_Exercise brief:_ Go through the records and show each line where the word "crate" occurs.

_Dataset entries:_
--- --- ---
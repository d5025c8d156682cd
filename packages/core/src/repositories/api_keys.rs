//! API keys.
//!
//! Only a prefix and a hash of each key are stored. Hashing happens in the
//! caller; lookups go by the public prefix and the caller compares hashes.

use crate::db::StoreAdapter;
use crate::models::{
    collections, now_timestamp, Document, Filter, Query, QueryOptions, SortOrder, Update,
    ValidationError,
};
use crate::repositories::base::{RecordPolicy, Repository, WriteOperation};
use crate::repositories::error::RepositoryResult;
use serde_json::Value;
use std::ops::Deref;
use std::sync::Arc;

const MIN_PREFIX_LEN: usize = 6;

struct ApiKeyPolicy;

impl RecordPolicy for ApiKeyPolicy {
    fn required_fields(&self) -> &'static [&'static str] {
        &["userId", "name", "keyPrefix", "keyHash"]
    }

    fn validate(&self, data: &Document, _op: WriteOperation) -> Result<(), ValidationError> {
        if let Some(prefix) = data.get("keyPrefix").and_then(Value::as_str) {
            if prefix.len() < MIN_PREFIX_LEN {
                return Err(ValidationError::invalid(
                    "keyPrefix",
                    format!("must be at least {} characters", MIN_PREFIX_LEN),
                ));
            }
        }
        if let Some(scopes) = data.get("scopes") {
            let valid = match scopes {
                Value::Null => true,
                Value::Array(items) => items.iter().all(Value::is_string),
                _ => false,
            };
            if !valid {
                return Err(ValidationError::invalid("scopes", "must be a list of strings"));
            }
        }
        Ok(())
    }

    fn after_load(&self, mut doc: Document) -> Document {
        doc.entry("revoked").or_insert(Value::Bool(false));
        doc
    }
}

#[derive(Clone, Debug)]
pub struct ApiKeyRepository {
    repo: Repository,
}

impl Deref for ApiKeyRepository {
    type Target = Repository;

    fn deref(&self) -> &Repository {
        &self.repo
    }
}

impl ApiKeyRepository {
    pub fn new(store: Arc<dyn StoreAdapter>) -> Self {
        Self {
            repo: Repository::new(collections::API_KEYS, store).with_policy(ApiKeyPolicy),
        }
    }

    pub async fn find_by_prefix(&self, prefix: &str) -> RepositoryResult<Option<Document>> {
        self.find_one(&Query::new().eq("keyPrefix", prefix), &QueryOptions::new())
            .await
    }

    /// A key usable right now: not revoked and not past `expiresAt`
    pub async fn find_active_by_prefix(&self, prefix: &str) -> RepositoryResult<Option<Document>> {
        let query = Query::new()
            .eq("keyPrefix", prefix)
            .filter("revoked", Filter::Ne(Value::Bool(true)))
            .or(vec![
                Query::new().filter("expiresAt", Filter::Exists(false)),
                Query::new().filter("expiresAt", Filter::Gt(Value::String(now_timestamp()))),
            ]);
        self.find_one(&query, &QueryOptions::new()).await
    }

    pub async fn find_by_user(&self, user_id: &str) -> RepositoryResult<Vec<Document>> {
        self.find_many(
            &Query::new().eq("userId", user_id),
            &QueryOptions::new().sort_by("createdAt", SortOrder::Desc),
        )
        .await
    }

    pub async fn revoke(&self, id: &str) -> RepositoryResult<Option<Document>> {
        self.update_by_id(id, &Update::new().set("revoked", true))
            .await
    }

    /// Record a successful authentication
    pub async fn touch(&self, id: &str) -> RepositoryResult<Option<Document>> {
        self.update_by_id(id, &Update::new().set("lastUsedAt", now_timestamp()))
            .await
    }

    pub async fn revoke_all_for_user(&self, user_id: &str) -> RepositoryResult<u64> {
        self.update_many(
            &Query::new()
                .eq("userId", user_id)
                .filter("revoked", Filter::Ne(Value::Bool(true))),
            &Update::new().set("revoked", true),
        )
        .await
    }
}

#[cfg(test)]
mod tests {
    use super::*;
    use crate::db::{LibsqlConfig, LibsqlStore};
    use crate::models::{doc, document_id, format_timestamp};
    use serde_json::json;

    async fn api_keys() -> anyhow::Result<ApiKeyRepository> {
        let store = LibsqlStore::new(LibsqlConfig::in_memory())?;
        store.connect().await?;
        Ok(ApiKeyRepository::new(Arc::new(store)))
    }

    #[tokio::test]
    async fn test_active_lookup_skips_revoked_and_expired() -> anyhow::Result<()> {
        let keys = api_keys().await?;
        let live = keys
            .create(doc(json!({
                "userId": "u1",
                "name": "ci",
                "keyPrefix": "sk_live1",
                "keyHash": "h1",
                "scopes": ["read"]
            })))
            .await?;
        let expired_at = format_timestamp(chrono::Utc::now() - chrono::Duration::hours(1));
        keys.create(doc(json!({
            "userId": "u1",
            "name": "old",
            "keyPrefix": "sk_old01",
            "keyHash": "h2",
            "expiresAt": expired_at
        })))
        .await?;

        assert!(keys.find_active_by_prefix("sk_live1").await?.is_some());
        assert!(keys.find_active_by_prefix("sk_old01").await?.is_none());
        assert!(keys.find_by_prefix("sk_old01").await?.is_some());

        let id = document_id(&live).expect("id");
        let touched = keys.touch(&id).await?.expect("exists");
        assert!(touched["lastUsedAt"].is_string());
        keys.revoke(&id).await?;
        assert!(keys.find_active_by_prefix("sk_live1").await?.is_none());
        assert_eq!(keys.find_by_user("u1").await?.len(), 2);
        Ok(())
    }

    #[tokio::test]
    async fn test_short_prefix_is_rejected() -> anyhow::Result<()> {
        let keys = api_keys().await?;
        let result = keys
            .create(doc(json!({"userId": "u1", "name": "x", "keyPrefix": "sk", "keyHash": "h"})))
            .await;
        assert!(result.is_err());
        Ok(())
    }
}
--- --- ---
_Response area:_
use crate::db::StoreAdapter;
use crate::models::{
use crate::repositories::base::{RecordPolicy, Repository, WriteOperation};
use crate::repositories::error::RepositoryResult;
    use crate::db::{LibsqlConfig, LibsqlStore};
    use crate::models::{doc, document_id, format_timestamp};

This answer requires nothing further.